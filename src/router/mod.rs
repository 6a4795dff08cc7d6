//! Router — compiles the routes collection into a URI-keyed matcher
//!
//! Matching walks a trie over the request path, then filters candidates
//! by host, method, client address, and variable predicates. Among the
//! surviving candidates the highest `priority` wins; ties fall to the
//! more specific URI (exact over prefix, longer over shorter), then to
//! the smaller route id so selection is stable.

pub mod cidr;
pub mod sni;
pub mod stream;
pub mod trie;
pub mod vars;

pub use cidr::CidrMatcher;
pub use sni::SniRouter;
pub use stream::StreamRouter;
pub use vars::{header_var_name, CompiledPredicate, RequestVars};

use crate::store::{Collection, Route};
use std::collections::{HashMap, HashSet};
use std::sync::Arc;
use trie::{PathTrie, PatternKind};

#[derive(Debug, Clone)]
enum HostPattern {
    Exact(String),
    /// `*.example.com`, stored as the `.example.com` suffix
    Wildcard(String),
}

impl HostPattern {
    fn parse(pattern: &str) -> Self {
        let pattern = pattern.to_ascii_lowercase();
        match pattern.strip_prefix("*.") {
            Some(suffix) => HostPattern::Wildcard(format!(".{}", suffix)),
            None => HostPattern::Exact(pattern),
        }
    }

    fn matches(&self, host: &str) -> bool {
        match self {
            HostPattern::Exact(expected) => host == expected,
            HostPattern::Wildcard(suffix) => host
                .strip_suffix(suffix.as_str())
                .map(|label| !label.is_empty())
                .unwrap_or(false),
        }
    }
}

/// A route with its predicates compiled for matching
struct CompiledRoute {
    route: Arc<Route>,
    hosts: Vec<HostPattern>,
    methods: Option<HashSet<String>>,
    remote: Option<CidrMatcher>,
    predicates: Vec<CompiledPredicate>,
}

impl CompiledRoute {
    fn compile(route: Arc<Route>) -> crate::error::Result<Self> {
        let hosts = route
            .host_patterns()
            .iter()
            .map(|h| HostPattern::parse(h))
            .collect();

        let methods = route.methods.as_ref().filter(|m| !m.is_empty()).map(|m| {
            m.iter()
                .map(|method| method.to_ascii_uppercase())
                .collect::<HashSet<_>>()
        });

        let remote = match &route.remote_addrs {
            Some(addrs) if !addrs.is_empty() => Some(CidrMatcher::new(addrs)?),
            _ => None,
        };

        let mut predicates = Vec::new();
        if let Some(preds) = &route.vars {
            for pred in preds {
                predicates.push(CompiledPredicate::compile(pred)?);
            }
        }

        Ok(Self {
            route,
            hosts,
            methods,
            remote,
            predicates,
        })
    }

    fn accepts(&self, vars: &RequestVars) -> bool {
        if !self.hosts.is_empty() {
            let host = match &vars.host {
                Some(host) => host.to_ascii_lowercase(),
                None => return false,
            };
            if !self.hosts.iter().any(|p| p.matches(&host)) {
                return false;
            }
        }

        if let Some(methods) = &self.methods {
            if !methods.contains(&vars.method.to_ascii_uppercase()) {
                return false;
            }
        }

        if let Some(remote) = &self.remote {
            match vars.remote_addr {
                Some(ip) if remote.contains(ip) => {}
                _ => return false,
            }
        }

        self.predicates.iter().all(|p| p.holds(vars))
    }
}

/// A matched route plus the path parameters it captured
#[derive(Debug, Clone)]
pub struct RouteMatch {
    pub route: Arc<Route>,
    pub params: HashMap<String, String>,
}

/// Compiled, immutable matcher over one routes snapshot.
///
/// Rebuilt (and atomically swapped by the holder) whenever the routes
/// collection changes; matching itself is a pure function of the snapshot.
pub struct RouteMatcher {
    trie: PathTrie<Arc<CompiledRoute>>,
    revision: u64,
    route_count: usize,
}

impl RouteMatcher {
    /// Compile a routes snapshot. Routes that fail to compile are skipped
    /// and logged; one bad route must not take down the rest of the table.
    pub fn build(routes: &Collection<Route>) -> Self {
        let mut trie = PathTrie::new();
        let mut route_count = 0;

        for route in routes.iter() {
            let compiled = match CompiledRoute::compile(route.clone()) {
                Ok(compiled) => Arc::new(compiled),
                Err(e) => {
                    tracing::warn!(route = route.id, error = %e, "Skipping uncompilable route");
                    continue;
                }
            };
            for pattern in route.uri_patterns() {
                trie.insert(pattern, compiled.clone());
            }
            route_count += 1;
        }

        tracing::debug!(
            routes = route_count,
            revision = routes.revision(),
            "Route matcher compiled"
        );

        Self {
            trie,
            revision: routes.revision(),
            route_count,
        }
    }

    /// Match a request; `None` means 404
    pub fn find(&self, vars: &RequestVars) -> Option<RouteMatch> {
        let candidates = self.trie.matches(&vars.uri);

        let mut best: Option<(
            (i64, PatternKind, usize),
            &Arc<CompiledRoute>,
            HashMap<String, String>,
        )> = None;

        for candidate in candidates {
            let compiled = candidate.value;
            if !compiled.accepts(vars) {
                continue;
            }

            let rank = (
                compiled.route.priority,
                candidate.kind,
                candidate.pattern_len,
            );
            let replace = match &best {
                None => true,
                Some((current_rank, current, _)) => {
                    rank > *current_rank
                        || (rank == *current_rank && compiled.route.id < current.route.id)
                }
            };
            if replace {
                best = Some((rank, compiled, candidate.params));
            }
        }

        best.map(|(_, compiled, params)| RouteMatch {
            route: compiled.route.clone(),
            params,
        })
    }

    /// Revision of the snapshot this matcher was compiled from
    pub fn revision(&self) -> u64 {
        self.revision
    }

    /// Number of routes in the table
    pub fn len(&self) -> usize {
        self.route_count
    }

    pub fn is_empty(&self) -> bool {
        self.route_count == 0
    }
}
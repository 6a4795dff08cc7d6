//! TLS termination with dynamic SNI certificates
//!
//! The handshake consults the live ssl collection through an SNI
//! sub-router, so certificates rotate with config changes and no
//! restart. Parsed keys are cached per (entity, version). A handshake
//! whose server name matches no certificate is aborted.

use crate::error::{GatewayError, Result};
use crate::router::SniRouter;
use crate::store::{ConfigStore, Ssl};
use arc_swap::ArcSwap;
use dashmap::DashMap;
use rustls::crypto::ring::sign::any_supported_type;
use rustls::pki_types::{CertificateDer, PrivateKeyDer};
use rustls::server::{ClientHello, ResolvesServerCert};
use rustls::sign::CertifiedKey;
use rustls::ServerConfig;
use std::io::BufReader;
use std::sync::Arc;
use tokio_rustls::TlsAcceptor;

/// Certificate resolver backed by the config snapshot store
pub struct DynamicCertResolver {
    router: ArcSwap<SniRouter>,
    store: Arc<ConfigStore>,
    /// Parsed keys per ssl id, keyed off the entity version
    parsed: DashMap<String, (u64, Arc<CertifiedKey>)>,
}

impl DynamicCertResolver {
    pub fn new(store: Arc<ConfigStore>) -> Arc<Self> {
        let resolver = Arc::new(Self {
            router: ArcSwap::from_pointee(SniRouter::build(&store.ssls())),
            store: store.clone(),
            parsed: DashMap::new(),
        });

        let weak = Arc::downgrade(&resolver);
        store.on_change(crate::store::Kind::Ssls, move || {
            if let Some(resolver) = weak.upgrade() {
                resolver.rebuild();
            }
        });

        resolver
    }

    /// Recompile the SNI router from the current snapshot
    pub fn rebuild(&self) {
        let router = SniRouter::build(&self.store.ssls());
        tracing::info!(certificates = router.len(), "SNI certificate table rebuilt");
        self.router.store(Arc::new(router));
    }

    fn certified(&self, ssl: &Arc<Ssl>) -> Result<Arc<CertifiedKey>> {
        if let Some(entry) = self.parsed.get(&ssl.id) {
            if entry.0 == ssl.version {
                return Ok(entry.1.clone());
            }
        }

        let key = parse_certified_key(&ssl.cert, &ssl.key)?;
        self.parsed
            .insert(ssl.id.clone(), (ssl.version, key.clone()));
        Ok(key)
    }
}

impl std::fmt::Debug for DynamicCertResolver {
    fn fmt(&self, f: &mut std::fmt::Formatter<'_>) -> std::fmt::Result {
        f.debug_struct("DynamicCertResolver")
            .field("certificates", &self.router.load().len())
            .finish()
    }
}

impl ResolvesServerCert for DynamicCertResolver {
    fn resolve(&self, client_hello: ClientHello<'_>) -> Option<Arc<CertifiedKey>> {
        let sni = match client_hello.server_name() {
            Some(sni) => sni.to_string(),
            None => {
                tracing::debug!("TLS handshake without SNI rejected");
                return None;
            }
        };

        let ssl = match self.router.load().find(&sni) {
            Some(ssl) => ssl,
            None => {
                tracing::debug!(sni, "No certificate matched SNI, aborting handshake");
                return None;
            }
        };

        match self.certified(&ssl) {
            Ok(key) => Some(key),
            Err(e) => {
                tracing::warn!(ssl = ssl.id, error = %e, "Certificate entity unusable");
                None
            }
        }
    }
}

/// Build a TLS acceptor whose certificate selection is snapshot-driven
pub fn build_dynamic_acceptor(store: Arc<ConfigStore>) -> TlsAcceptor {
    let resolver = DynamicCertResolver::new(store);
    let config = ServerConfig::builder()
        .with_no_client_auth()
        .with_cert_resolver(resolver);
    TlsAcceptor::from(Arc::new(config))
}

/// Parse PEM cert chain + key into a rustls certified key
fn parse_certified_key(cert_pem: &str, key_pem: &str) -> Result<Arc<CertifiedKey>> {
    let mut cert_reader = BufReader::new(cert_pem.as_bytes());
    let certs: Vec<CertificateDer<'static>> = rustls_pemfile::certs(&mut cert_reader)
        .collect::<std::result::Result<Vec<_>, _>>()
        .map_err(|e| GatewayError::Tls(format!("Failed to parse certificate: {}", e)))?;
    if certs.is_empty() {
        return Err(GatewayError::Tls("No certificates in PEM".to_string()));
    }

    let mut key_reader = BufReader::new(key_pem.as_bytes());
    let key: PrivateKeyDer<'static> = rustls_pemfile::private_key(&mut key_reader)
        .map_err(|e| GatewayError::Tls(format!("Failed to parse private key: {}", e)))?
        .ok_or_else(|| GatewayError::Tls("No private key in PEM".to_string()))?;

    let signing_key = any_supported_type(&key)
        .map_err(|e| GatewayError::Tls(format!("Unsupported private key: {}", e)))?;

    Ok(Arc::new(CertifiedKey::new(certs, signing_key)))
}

Task statement - Please make an exact copy of the lines above from the line with "TlsAcceptor::from(Arc::new(config))" through the line with "let key: PrivateKeyDer<'static>", both ends included.

Task answer -
    TlsAcceptor::from(Arc::new(config))
}

/// Parse PEM cert chain + key into a rustls certified key
fn parse_certified_key(cert_pem: &str, key_pem: &str) -> Result<Arc<CertifiedKey>> {
    let mut cert_reader = BufReader::new(cert_pem.as_bytes());
    let certs: Vec<CertificateDer<'static>> = rustls_pemfile::certs(&mut cert_reader)
        .collect::<std::result::Result<Vec<_>, _>>()
        .map_err(|e| GatewayError::Tls(format!("Failed to parse certificate: {}", e)))?;
    if certs.is_empty() {
        return Err(GatewayError::Tls("No certificates in PEM".to_string()));
    }

    let mut key_reader = BufReader::new(key_pem.as_bytes());
    let key: PrivateKeyDer<'static> = rustls_pemfile::private_key(&mut key_reader)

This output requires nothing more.